**INFORMATION SUPPLIED**:
==================================================

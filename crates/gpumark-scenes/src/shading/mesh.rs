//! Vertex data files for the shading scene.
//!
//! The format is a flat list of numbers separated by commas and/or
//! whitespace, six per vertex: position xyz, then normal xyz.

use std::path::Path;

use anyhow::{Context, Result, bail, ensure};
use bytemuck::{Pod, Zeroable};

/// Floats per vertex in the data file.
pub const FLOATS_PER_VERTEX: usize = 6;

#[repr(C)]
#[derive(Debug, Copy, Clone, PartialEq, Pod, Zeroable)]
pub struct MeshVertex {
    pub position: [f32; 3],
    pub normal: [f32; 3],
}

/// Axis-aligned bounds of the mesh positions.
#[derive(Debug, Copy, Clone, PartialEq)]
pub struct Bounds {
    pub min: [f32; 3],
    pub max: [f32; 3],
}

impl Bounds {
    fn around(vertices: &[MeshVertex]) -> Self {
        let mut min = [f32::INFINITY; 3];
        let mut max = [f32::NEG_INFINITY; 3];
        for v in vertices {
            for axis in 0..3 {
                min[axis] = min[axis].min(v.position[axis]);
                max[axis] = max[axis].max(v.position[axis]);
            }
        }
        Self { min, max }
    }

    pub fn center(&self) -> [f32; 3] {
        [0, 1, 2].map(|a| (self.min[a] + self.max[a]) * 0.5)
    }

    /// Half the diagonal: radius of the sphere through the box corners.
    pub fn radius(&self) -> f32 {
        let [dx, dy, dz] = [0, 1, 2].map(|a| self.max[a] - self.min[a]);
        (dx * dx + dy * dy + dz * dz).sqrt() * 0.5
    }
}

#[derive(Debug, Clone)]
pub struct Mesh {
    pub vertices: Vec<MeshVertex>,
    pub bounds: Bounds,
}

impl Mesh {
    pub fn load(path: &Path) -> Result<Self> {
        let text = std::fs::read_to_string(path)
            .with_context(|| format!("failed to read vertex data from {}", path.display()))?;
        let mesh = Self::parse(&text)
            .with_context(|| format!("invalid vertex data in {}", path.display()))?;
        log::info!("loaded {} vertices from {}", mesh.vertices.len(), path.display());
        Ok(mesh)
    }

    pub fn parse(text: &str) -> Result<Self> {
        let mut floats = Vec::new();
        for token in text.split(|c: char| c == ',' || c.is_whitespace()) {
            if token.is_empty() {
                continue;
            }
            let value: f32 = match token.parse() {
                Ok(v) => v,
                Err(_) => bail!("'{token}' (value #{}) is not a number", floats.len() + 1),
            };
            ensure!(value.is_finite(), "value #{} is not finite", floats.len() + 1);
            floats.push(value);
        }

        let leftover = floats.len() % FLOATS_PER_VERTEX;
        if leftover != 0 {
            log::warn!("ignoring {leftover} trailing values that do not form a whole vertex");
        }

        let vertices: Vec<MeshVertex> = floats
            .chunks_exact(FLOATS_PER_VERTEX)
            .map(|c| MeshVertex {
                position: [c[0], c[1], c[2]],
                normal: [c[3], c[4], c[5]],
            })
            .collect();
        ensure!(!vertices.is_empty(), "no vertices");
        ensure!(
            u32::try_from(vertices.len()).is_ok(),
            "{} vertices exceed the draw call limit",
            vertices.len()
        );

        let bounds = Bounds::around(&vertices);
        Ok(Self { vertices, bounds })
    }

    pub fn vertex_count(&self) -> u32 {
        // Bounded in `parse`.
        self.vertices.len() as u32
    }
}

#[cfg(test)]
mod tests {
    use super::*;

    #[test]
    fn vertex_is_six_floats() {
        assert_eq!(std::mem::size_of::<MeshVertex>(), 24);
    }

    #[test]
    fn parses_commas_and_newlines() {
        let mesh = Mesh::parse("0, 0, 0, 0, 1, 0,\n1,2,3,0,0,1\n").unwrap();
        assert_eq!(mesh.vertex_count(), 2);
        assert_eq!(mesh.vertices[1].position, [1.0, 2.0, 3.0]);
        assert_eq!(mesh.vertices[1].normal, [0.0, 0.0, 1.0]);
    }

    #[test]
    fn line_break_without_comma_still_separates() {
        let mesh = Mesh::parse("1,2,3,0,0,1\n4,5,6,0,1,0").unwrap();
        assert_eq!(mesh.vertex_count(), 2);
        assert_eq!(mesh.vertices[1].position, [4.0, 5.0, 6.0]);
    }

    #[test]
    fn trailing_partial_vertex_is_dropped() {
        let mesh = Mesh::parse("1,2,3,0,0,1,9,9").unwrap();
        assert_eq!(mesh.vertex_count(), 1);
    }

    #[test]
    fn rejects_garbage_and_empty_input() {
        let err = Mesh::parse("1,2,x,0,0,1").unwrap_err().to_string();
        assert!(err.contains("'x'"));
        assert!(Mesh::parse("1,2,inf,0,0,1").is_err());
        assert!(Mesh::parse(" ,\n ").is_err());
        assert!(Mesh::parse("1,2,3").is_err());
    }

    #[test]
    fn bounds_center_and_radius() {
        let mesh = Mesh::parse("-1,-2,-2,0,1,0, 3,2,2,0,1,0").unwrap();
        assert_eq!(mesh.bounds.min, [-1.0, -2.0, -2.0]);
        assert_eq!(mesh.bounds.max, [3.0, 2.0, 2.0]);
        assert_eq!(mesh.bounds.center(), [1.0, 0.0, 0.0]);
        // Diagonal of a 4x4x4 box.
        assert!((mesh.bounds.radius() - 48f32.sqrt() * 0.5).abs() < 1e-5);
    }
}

==================================================

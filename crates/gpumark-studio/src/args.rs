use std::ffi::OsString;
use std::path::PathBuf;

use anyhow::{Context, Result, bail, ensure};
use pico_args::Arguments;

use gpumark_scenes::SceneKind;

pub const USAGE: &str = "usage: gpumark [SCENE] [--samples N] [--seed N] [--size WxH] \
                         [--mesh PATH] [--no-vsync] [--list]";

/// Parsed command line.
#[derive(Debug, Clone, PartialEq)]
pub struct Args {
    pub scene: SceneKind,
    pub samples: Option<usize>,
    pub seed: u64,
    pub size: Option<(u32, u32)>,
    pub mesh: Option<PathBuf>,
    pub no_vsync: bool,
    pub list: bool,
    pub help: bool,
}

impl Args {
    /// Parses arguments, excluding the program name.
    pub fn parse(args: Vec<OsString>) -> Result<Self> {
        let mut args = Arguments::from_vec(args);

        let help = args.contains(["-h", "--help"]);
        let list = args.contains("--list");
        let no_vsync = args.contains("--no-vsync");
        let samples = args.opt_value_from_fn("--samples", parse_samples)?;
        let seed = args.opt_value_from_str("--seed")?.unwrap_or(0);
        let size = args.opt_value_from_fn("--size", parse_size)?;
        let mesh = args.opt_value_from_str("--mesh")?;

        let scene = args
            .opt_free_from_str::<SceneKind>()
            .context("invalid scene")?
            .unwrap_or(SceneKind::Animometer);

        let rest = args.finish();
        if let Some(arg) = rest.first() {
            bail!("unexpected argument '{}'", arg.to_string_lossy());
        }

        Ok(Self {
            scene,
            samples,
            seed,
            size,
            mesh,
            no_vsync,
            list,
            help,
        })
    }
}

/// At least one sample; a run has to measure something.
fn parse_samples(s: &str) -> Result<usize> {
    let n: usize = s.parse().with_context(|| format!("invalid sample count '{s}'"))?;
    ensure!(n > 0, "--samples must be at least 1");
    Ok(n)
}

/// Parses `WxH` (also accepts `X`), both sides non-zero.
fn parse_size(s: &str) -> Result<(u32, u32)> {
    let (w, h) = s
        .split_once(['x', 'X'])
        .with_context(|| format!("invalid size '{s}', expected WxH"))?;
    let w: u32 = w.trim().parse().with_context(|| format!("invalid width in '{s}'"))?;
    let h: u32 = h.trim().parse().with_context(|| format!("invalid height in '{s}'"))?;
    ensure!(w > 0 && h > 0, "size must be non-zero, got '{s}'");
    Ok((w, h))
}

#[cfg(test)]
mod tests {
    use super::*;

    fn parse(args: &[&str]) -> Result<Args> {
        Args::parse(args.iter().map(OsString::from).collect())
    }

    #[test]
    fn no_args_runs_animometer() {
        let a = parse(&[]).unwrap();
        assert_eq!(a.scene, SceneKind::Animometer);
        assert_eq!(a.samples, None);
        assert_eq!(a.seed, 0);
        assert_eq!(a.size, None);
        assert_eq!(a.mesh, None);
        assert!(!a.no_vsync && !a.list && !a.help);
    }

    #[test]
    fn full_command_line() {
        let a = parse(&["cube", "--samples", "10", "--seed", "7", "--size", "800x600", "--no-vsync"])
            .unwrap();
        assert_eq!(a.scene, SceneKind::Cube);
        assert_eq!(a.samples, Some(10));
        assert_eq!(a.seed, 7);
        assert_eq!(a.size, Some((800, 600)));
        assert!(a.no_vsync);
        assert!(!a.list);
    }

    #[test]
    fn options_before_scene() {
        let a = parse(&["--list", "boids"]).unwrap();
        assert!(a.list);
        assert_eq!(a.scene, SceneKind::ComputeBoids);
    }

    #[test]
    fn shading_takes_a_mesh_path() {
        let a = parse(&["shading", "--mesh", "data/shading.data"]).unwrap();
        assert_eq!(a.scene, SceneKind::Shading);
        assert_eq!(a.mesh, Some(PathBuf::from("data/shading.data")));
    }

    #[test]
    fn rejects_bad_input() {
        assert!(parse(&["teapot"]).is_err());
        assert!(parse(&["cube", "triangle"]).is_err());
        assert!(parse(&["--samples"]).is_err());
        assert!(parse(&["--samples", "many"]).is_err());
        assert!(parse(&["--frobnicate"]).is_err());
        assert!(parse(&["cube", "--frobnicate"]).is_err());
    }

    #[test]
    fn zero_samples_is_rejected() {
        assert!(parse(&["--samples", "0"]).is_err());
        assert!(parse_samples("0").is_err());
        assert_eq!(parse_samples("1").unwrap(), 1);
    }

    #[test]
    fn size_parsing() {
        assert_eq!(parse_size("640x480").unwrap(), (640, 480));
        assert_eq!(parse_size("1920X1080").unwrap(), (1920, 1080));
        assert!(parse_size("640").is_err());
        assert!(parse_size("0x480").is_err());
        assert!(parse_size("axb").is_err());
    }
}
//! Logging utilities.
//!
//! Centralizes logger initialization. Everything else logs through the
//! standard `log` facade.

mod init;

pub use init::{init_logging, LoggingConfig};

==================================================

**EXERCISE PROMPT**: Where the listing above has a line with "filename crates/gpumark-scenes/src/shading/mesh.rs", start there, and output every line exactly through the line with "use std::path::Path;", which is also included.

**EXERCISE RESULT**:
filename crates/gpumark-scenes/src/shading/mesh.rs
//! Vertex data files for the shading scene.
//!
//! The format is a flat list of numbers separated by commas and/or
//! whitespace, six per vertex: position xyz, then normal xyz.

use std::path::Path;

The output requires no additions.